Frankie Moreno

Rita says: 5 stars

Frankie Moreno literally tore the house down to the delight of a capacity audience at the Hilbert Circle Theatre on Oct. 20. With joyful aplomb Moreno shared the stage with his six-piece band and three backup singers along with conductor Jack Everly, ISO players and the audience. At every turn we were invited, encouraged, beseeched to get into the act. A few grooved throughout the program, dancing in total correspondence with every song evolving from the stage. It was a party. And the icing was Moreno spontaneously calling up concertmaster Zachary DePue to join in an old-fashioned fiddling contest.

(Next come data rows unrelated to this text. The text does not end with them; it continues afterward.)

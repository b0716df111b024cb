use image::Rgba;
use nalgebra::Vector2;
use serde::{Deserialize, Serialize};

use crate::error::ConfigError;
use crate::pendulum::guard::NonFinitePolicy;

/// Values of `g` above this have been observed to blow up into NaN after a
/// while. Empirical, not a proven bound.
pub const EMPIRICAL_GRAVITY_LIMIT: f64 = 1.3;

/// Fixed for the lifetime of a simulation.
#[derive(Serialize, Deserialize, Debug, Clone, Copy, PartialEq)]
pub struct PhysicalParams {
    pub g: f64,  // gravitational acceleration, pixels per tick^2
    pub m1: f64, // mass of the first bob; also sets its drawn radius
    pub m2: f64,
    pub r1: f64, // rod length, pixels
    pub r2: f64,
}

/// Angles are measured from the downward vertical, in radians, and are never
/// wrapped.
#[derive(Serialize, Deserialize, Debug, Clone, Copy, PartialEq)]
pub struct InitialConditions {
    pub a1: f64,
    pub a2: f64,
    pub v1: f64,
    pub v2: f64,
}

#[derive(Serialize, Deserialize, Debug, Clone, PartialEq)]
pub struct DisplayParams {
    pub resolution: Vector2<u32>,
    // Screen-space anchor of the first rod. Defaults to the screen center.
    #[serde(default)]
    pub pivot: Option<Vector2<f64>>,
    pub trail_color: [u8; 3],
    pub pivot_color: [u8; 3],
    pub background_color: [u8; 3],
    pub trail_width: u32,
    pub rod_width: u32,
    pub pivot_radius: f64,
    pub frame_rate: u32,
}

#[derive(Serialize, Deserialize, Debug, Clone, PartialEq)]
pub struct PendulumParams {
    pub physical: PhysicalParams,
    pub initial: InitialConditions,
    pub display: DisplayParams,
    #[serde(default)]
    pub domain_guard: NonFinitePolicy,
}

impl Default for PhysicalParams {
    fn default() -> Self {
        PhysicalParams {
            g: 1.0,
            m1: 50.0,
            m2: 75.0,
            r1: 100.0,
            r2: 250.0,
        }
    }
}

impl Default for InitialConditions {
    fn default() -> Self {
        const THREE_QUARTER_PI: f64 = 0.75 * std::f64::consts::PI;
        InitialConditions {
            a1: THREE_QUARTER_PI,
            a2: THREE_QUARTER_PI,
            v1: 0.0,
            v2: 0.0,
        }
    }
}

impl Default for DisplayParams {
    fn default() -> Self {
        DisplayParams {
            resolution: Vector2::new(900, 800),
            pivot: None,
            trail_color: [255, 193, 37], // goldenrod1
            pivot_color: [139, 90, 43],  // tan4
            background_color: [0, 0, 0],
            trail_width: 2,
            rod_width: 5,
            pivot_radius: 5.0,
            frame_rate: 60,
        }
    }
}

impl Default for PendulumParams {
    fn default() -> Self {
        PendulumParams {
            physical: PhysicalParams::default(),
            initial: InitialConditions::default(),
            display: DisplayParams::default(),
            domain_guard: NonFinitePolicy::default(),
        }
    }
}

fn require_positive(name: &'static str, value: f64) -> Result<(), ConfigError> {
    if value.is_finite() && value > 0.0 {
        Ok(())
    } else {
        Err(ConfigError::NonPositive { name, value })
    }
}

fn require_finite(name: &'static str, value: f64) -> Result<(), ConfigError> {
    if value.is_finite() {
        Ok(())
    } else {
        Err(ConfigError::NonFiniteInitialCondition { name, value })
    }
}

impl PhysicalParams {
    /// Rejects any configuration that would divide by zero in the equations of
    /// motion. A large-but-finite `g` is allowed through with a warning.
    pub fn validate(&self) -> Result<(), ConfigError> {
        require_positive("m1", self.m1)?;
        require_positive("m2", self.m2)?;
        require_positive("r1", self.r1)?;
        require_positive("r2", self.r2)?;
        if !self.g.is_finite() || self.g < 0.0 {
            return Err(ConfigError::InvalidGravity(self.g));
        }
        if self.g > EMPIRICAL_GRAVITY_LIMIT {
            log::warn!(
                "g = {} exceeds the empirically stable limit of {}; expect non-finite values eventually",
                self.g,
                EMPIRICAL_GRAVITY_LIMIT
            );
        }
        Ok(())
    }
}

impl InitialConditions {
    pub fn validate(&self) -> Result<(), ConfigError> {
        require_finite("a1", self.a1)?;
        require_finite("a2", self.a2)?;
        require_finite("v1", self.v1)?;
        require_finite("v2", self.v2)
    }
}

impl DisplayParams {
    pub fn validate(&self) -> Result<(), ConfigError> {
        if self.resolution[0] == 0 || self.resolution[1] == 0 {
            return Err(ConfigError::EmptyResolution {
                width: self.resolution[0],
                height: self.resolution[1],
            });
        }
        if self.frame_rate == 0 {
            return Err(ConfigError::ZeroFrameRate);
        }
        if self.trail_width == 0 {
            return Err(ConfigError::ZeroLineWidth("trail_width"));
        }
        if self.rod_width == 0 {
            return Err(ConfigError::ZeroLineWidth("rod_width"));
        }
        Ok(())
    }

    pub fn pivot(&self) -> Vector2<f64> {
        self.pivot.unwrap_or_else(|| {
            Vector2::new(
                0.5 * self.resolution[0] as f64,
                0.5 * self.resolution[1] as f64,
            )
        })
    }

    pub fn trail_color(&self) -> Rgba<u8> {
        opaque(self.trail_color)
    }

    pub fn pivot_color(&self) -> Rgba<u8> {
        opaque(self.pivot_color)
    }

    pub fn background_color(&self) -> Rgba<u8> {
        opaque(self.background_color)
    }
}

impl PendulumParams {
    pub fn validate(&self) -> Result<(), ConfigError> {
        self.physical.validate()?;
        self.initial.validate()?;
        self.display.validate()
    }

    pub fn from_json_str(text: &str) -> Result<PendulumParams, crate::error::AppError> {
        let params: PendulumParams = serde_json::from_str(text)?;
        params.validate()?;
        Ok(params)
    }
}

pub fn opaque(rgb: [u8; 3]) -> Rgba<u8> {
    Rgba([rgb[0], rgb[1], rgb[2], 255])
}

Frankie Moreno creates a sparkling concert. I’ve never experienced a Las Vegas show live, but this is what I imagine it would be like. Pacing is just right; a ballad follows an adrenaline-pumping set; Moreno’s band members move around the stage in meticulous patterns, except for the drummer, encased in a plastic shield to keep the ISO cello and bass players from getting overwhelmed. Together with lighting that abetted the mood, the movement creates an atmosphere of vitality that’s never too much to distract from the lyrics and the beat. The arrangement of each song makes the very familiar new.

“I’m a songwriter,” professed Moreno. And though he writes for other people, in his bones he owns the song and he delivers it his way. Nevertheless, he can glyph the famous and we love it. Of course we know Frankie Moreno can knock out a rock number — “Balls of Fire” shook the rafters. And we know Moreno is as much a showman as is he a piano virtuoso; “Roll Over Beethoven” began the show and it never slowed from that high point. And, yes, Moreno can make us believe Elvis never left the room.

For me, Moreno shows his mettle with the ballads. He sang a a tender-beautiful “Beyond the Sea,”  a luscious “Some Kind of Love,” a wistful “One for My Baby,” and a totally gorgeous “Bridge Over Troubled Water.” That kind of range is solid musicality.